# Dataset excerpts
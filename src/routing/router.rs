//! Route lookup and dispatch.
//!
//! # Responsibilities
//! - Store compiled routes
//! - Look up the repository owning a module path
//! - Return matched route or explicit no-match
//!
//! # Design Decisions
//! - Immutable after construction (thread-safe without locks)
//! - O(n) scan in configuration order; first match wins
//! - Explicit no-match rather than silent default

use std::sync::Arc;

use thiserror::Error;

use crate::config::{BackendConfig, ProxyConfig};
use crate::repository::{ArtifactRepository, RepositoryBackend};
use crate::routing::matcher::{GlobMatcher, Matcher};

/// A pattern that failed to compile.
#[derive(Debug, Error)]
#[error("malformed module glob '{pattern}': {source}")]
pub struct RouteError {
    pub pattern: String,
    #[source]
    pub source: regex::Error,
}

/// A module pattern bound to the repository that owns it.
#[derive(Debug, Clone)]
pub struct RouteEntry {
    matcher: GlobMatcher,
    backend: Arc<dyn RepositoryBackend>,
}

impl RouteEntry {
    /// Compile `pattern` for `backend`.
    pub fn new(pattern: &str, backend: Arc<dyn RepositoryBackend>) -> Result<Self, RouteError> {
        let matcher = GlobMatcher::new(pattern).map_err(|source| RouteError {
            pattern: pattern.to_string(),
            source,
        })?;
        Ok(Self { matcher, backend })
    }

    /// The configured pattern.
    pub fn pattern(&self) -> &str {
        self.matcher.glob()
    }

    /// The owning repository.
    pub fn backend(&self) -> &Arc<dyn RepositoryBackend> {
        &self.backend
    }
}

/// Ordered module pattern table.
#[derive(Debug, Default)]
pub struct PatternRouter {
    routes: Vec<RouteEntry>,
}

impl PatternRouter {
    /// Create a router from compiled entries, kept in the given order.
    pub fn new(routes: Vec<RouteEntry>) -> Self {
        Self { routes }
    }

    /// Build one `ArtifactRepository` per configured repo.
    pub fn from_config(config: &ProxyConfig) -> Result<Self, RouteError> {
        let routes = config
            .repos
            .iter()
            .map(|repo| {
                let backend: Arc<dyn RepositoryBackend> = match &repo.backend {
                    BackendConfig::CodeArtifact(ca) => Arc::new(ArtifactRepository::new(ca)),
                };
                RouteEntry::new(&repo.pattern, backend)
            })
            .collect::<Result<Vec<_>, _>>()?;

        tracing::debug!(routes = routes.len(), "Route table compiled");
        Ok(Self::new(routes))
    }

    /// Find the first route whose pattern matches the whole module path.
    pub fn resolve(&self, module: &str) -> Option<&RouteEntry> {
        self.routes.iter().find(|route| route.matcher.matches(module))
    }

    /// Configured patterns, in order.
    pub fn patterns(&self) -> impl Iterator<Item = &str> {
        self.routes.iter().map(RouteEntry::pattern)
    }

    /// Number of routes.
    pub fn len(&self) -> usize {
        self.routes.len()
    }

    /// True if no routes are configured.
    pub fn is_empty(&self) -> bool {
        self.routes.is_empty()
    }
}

---

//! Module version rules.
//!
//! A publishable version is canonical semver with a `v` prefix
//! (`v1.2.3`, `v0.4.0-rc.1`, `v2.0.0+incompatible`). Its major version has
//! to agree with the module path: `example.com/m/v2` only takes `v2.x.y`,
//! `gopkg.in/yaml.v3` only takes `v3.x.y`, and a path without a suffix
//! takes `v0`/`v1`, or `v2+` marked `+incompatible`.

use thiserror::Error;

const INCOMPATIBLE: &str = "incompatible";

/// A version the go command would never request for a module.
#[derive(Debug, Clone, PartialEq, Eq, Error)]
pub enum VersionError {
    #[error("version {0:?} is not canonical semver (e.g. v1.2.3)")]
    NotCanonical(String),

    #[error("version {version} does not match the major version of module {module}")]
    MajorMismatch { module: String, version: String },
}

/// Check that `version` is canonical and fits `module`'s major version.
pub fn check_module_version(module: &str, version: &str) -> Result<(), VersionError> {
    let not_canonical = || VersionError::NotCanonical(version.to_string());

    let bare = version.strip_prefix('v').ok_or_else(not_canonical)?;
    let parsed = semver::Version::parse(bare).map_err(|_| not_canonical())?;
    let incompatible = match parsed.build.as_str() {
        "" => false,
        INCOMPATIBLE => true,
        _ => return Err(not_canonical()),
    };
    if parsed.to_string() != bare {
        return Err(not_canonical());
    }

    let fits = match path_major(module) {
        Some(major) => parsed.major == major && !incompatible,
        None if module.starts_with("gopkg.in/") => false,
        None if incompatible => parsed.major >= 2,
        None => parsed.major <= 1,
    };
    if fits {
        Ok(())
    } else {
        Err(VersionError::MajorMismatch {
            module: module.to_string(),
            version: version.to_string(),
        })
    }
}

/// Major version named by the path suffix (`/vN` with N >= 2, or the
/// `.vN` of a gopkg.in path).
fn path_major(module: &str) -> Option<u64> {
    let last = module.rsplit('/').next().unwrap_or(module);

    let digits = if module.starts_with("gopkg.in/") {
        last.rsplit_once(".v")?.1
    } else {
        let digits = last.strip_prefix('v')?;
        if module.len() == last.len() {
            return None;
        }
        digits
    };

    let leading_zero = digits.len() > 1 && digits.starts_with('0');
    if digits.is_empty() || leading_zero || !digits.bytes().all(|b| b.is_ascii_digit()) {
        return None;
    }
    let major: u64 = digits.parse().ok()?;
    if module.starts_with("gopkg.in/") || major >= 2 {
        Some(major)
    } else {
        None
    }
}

# Task directions
Please copy the lines in the records above between the one holding "does not match" and the one holding "is canonical and", inclusive, exactly and with no other line.

# Answer to this task
    #[error("version {version} does not match the major version of module {module}")]
    MajorMismatch { module: String, version: String },
}

/// Check that `version` is canonical and fits `module`'s major version.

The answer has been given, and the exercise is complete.